◆ RECORDED INFORMATION ◆
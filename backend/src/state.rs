//! Application state wiring.
//!
//! Builds every service once, hands the worker structs to the caller for
//! spawning, and exposes the shared state the handlers extract.

use std::sync::Arc;

use sqlx::SqlitePool;
use tokio::sync::mpsc;

use crate::config::Config;
use crate::connectors::ConnectorSet;
use crate::services::{
    BriefingService, ChannelService, ClassifierWorker, DedupService, EmbeddingProvider,
    FetchScheduler, HousekeepingService, HttpEmbeddingClient, IngestService, ItemService,
    LlmWorker, ProviderChain, RuleEngine, RuleService, StakeholderDirectory, VectorIndex,
    WorkerHandle,
};

#[derive(Clone)]
pub struct AppState {
    pub config: Config,
    pub pool: SqlitePool,
    pub items: ItemService,
    pub channels: ChannelService,
    pub rules: RuleService,
    pub briefing: BriefingService,
    pub scheduler: FetchScheduler,
    pub housekeeping: Arc<HousekeepingService>,
    pub classifier_handle: Arc<WorkerHandle>,
    pub llm_handle: Arc<WorkerHandle>,
    pub embedder: Arc<dyn EmbeddingProvider>,
    pub paraphrase_index: Arc<VectorIndex>,
    pub retrieval_index: Arc<VectorIndex>,
}

/// Worker structs plus their input queues, ready to be spawned.
pub struct Workers {
    pub classifier: ClassifierWorker,
    pub classifier_rx: mpsc::Receiver<i64>,
    pub llm: LlmWorker,
    pub fresh_rx: mpsc::Receiver<i64>,
}

impl AppState {
    /// Wire all services. The embedder can be substituted for tests.
    pub fn build_with_embedder(
        config: Config,
        pool: SqlitePool,
        embedder: Arc<dyn EmbeddingProvider>,
    ) -> (Self, Workers) {
        let connectors = Arc::new(ConnectorSet::new());

        let items = ItemService::new(pool.clone());
        let channels = ChannelService::new(pool.clone(), connectors.clone());
        let rules = RuleService::new(pool.clone());
        let briefing = BriefingService::new(pool.clone());
        let stakeholders = StakeholderDirectory::new(pool.clone());

        let paraphrase_index = Arc::new(VectorIndex::paraphrase(pool.clone()));
        let retrieval_index = Arc::new(VectorIndex::retrieval(pool.clone()));

        let llm_chain = Arc::new(ProviderChain::from_config(&config.llm));
        let rule_engine = Arc::new(RuleEngine::new(
            items.clone(),
            rules.clone(),
            stakeholders,
            llm_chain.clone(),
        ));

        let dedup = Arc::new(DedupService::new(
            config.dedup.clone(),
            items.clone(),
            embedder.clone(),
            paraphrase_index.clone(),
        ));

        let (classifier_tx, classifier_rx) =
            mpsc::channel(config.scheduler.classifier_queue_capacity);
        let (fresh_tx, fresh_rx) = mpsc::channel(config.llm.fresh_queue_capacity);

        let ingest = Arc::new(IngestService::new(
            items.clone(),
            dedup,
            paraphrase_index.clone(),
            classifier_tx,
        ));

        let scheduler = FetchScheduler::new(
            config.scheduler.clone(),
            channels.clone(),
            connectors,
            ingest,
            items.clone(),
        );

        let classifier_handle = Arc::new(WorkerHandle::new("classifier"));
        let classifier = ClassifierWorker::new(
            classifier_handle.clone(),
            config.classifier.clone(),
            items.clone(),
            embedder.clone(),
            retrieval_index.clone(),
            fresh_tx,
            rule_engine.clone(),
        );

        let llm_handle = Arc::new(WorkerHandle::new("llm"));
        let llm = LlmWorker::new(
            llm_handle.clone(),
            config.llm.clone(),
            config.organization.clone(),
            items.clone(),
            llm_chain,
            rule_engine,
        );

        let housekeeping = Arc::new(HousekeepingService::new(
            config.housekeeping.clone(),
            items.clone(),
            embedder.clone(),
            paraphrase_index.clone(),
            retrieval_index.clone(),
        ));

        let state = AppState {
            config,
            pool,
            items,
            channels,
            rules,
            briefing,
            scheduler,
            housekeeping,
            classifier_handle,
            llm_handle,
            embedder,
            paraphrase_index,
            retrieval_index,
        };

        let workers = Workers { classifier, classifier_rx, llm, fresh_rx };

        (state, workers)
    }

    pub fn build(config: Config, pool: SqlitePool) -> (Self, Workers) {
        let embedder: Arc<dyn EmbeddingProvider> =
            Arc::new(HttpEmbeddingClient::new(&config.embedding));
        Self::build_with_embedder(config, pool, embedder)
    }
}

◆ THE TASK ◆
Take from the listing above each line in which the string "mpsc" is found.

◆ RESPONSE ◆
use tokio::sync::mpsc;
    pub classifier_rx: mpsc::Receiver<i64>,
    pub fresh_rx: mpsc::Receiver<i64>,
            mpsc::channel(config.scheduler.classifier_queue_capacity);
        let (fresh_tx, fresh_rx) = mpsc::channel(config.llm.fresh_queue_capacity);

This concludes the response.